Das ist sehr sorgfältiger und gründlicher Journalismus. Die Artikel basieren auf Fakten und sind nicht polemisch und politisierend. Sie legen Fakten vor, die vorher nicht bekannt waren, so dass die Leser sich selbst eine Meinung übe die Artikel machen können.

Der Vorsitzende des Journalistenverbandes meinte weiter, dieser Fall sei das größte und ernsteste Vorkommnis in Sachen Verletzung der Presse- und Meinungsfreiheit, die Dänemark jemals erlebt habe.

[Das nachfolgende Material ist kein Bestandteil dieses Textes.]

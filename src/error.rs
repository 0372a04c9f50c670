use derive_more::From;
use thiserror::Error;

use crate::protocol::{EndpointId, endpoint_metadata};

/// Errors returned by transport and session operations.
#[derive(Debug, Error)]
pub enum InteractionError {
    #[error("BLE operation failed")]
    Ble(#[from] btleplug::Error),
    #[error("no BLE adapters were found")]
    NoAdapters,
    #[error("no peripheral with address `{address}` is currently reachable")]
    PeripheralNotFound { address: String },
    #[error(
        "required endpoint `{name}` ({uuid}) was not found on the connected device",
        name = endpoint_metadata(*endpoint).name(),
        uuid = endpoint_metadata(*endpoint).uuid()
    )]
    MissingEndpoint { endpoint: EndpointId },
    #[error("`{name}` is not connected")]
    NotConnected { name: String },
    #[error("device info was not indicated within {timeout:?}")]
    DeviceInfoTimeout { timeout: std::time::Duration },
    #[error("feature-enable command was not acknowledged within {timeout:?}")]
    EnableAckTimeout { timeout: std::time::Duration },
    #[error("session was cancelled")]
    Cancelled,
    #[error("transport session is gone")]
    SessionGone,
    #[error("scripted write failure from the fake transport")]
    ScriptedWriteFailure,
    #[error("scripted connect failure from the fake transport")]
    ScriptedConnectFailure,
    #[error("failed while waiting for Ctrl+C")]
    CtrlC { source: std::io::Error },
    #[error(transparent)]
    Fixture(#[from] FixtureError),
}

/// Errors returned when parsing fake transport fixtures.
#[derive(Debug, Error)]
pub enum FixtureError {
    #[error("hex payload length must be even")]
    InvalidHexLength,
    #[error("hex payload contains invalid byte `{value}`")]
    InvalidHexByte { value: String },
}

/// Errors returned when building typed command frames.
#[derive(Debug, Error, Clone, Eq, PartialEq)]
pub enum CommandError {
    #[error("digital output pin {pin} is out of range; GPIO tags expose pins 1-3")]
    PinOutOfRange { pin: u8 },
    #[error("motion {field} time {value} ms is outside {min}-{max} ms")]
    MotionTimeOutOfRange {
        field: &'static str,
        value: u16,
        min: u16,
        max: u16,
    },
}

/// Errors returned by telemetry initialisation.
#[derive(Debug, Error)]
pub(crate) enum TelemetryError {
    #[error("failed to install tracing subscriber")]
    Subscriber(#[from] tracing_subscriber::util::TryInitError),
}

/// Top-level protocol errors wrapping module-specific error types.
#[derive(Debug, Error, From)]
pub enum ProtocolError {
    #[error(transparent)]
    #[from(CommandError, Box<CommandError>)]
    Command(Box<CommandError>),
    #[error(transparent)]
    #[from(InteractionError, Box<InteractionError>)]
    Interaction(Box<InteractionError>),
}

Eine Verurteilung bedeutet, dass Journalisten vorsichtiger in ihrer Arbeit werden, wenn sie die Staatsmacht kontrollieren. Sie könnten Angst vor Strafen bekommen, wenn sie ihre Pflicht tun.

Die OSZE in Wien protestierte

In Wien hat die Organisation für Sicherheit und Zusammenarbeit in Europa (OSZE) eine Abteilung, die sich mit Presse- und Meinungsfreiheit befasst. Ihr Leiter ist derzeit Miklos Haraszti, und der protestierte am 23. November gegen den Prozess in Dänemark. „Ich habe immer und immer wieder gesagt, dass Journalisten und Medien nicht für den Besitz oder das Veröffentlichen von vertraulichen Informationen verantwortlich gemacht werden dürfen“, meint der oberste europäische Wächter der Meinungsfreiheit.

Jedoch sollten die Strafgesetze für die Quellen gelten, zumal dann, wenn die Quellen einen Diensteid auf Verschwiegenheit abgelegt haben. Im Übrigen wundere es ihn, so Haraszti, dass ein Prozess in Dänemark überhaupt zustande kommen konnte. Denn das Strafrecht erkenne ausdrücklich das Informationsrecht der Öffentlichkeit an.

Eine Verurteilung würde aus seiner Sicht die Rolle der Medien als Watchdog hemmen – und Watchdogs seien „entscheidend in einer demokratischen Gesellschaft“.